It’s been a long week, and I’ve felt kicked in the gut most days. While demonstrations alone won’t change anything, they are part of the tool box. So I’ve chosen several out of the multiple possibilities in Portland, OR.
It started with the rally against Fascism on inauguration day.
I didn’t stay for the whole because I also wanted to go to the Ford Gallery’s opening of “Divided We Stand,” artists’ reactions to the election. I didn’t take any photos there because I wasn’t sure of copyright restrictions.
Then Saturday was a two march day. First the Jobs with Justice rally. Though it supported immigrants, workers and single-payer healthcare, I photographed different signs.
That rally preceded the women’s march and marched as a group to join up with the women.
Newspapers are reporting the attendance at Portland’s Women’s March was around 100,000. I met my friends about two blocks from the stage. There were so many people that it seemed useless to try to get closer.
Only the news-helicopter video shows the size of the crowd. People moved too quickly for me to get detailed photos of their signs, though some were witty. This was on the main route after I’d been on two overflow streets.Yes, it was raining. That didn’t feel so bad after I read of the people above the Arctic Circle out where the temp was -51.
Then Friday began the next round when Credo orchestrated a rally against Betsy DeVos for Secretary of Education. Senator Jeff Merkley, one speaker, was going to deliver Credo’s 1.4 million signatures in opposition to her confirmation. He graded her performance at the hearing as F on all points, including oblivion to the Students with Disabilities Act. To highlight that one, a graduate special-needs student spoke of the importance of schooling with her peers. Other objections included DeVos’ dependence on private schools without oversight in Michigan to the detriment of quality. Maybe you can read others on the poster.
Saturday followed. I selected two from the available options. First was the March for Justice and Equality.
People have a way of ruining a photo’s composition. The obliterated phrase to replace “again” is “for once.” My friend and I marched till the group got about a block ahead of us, then we took a street car to the Stand with Standing Rock event.

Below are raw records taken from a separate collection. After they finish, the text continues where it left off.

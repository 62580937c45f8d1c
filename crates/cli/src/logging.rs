use tracing_subscriber::EnvFilter;
use tracing_subscriber::fmt::writer::MakeWriterExt;

pub fn init_logging(verbosity: u8) {
	// 0 = warnings only (failed requests, stop without session)
	// 1 (-v) = session lifecycle events
	// 2+ (-vv) = every request plus transport internals
	let filter = match verbosity {
		0 => "warn,hyper=off,reqwest=off",
		1 => "info,hyper=warn,reqwest=warn",
		_ => "debug",
	};

	let env_filter = EnvFilter::try_from_default_env().unwrap_or_else(|_| EnvFilter::new(filter));

	let stderr = std::io::stderr.with_max_level(tracing::Level::TRACE);

	tracing_subscriber::fmt()
		.with_env_filter(env_filter)
		.with_writer(stderr)
		.with_target(true)
		.with_level(true)
		.compact()
		.init();
}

This was led by Native elders. One speaker, Grandma Addie, wrapped in the green and brown blanket–last photo, reminded us of all the points in our lives marked by water and had us chanting, Water is the First Medicine. She asked us to thank water every time we saw it as in crossing a river or used it as in the shower. She and another elder speaking were in their 90s. She mentioned there being five living generations of her family. Several speakers reminded us that decisions should be made to benefit ourselves and seven generations.
Several spoke via phone, including an onsite report from Digital Smoke Signalsand Winona LaDuke. Songs and drumming alternated with speeches. There was also a round dance. People formed two circles and greeted everyone as they moved in opposite directions.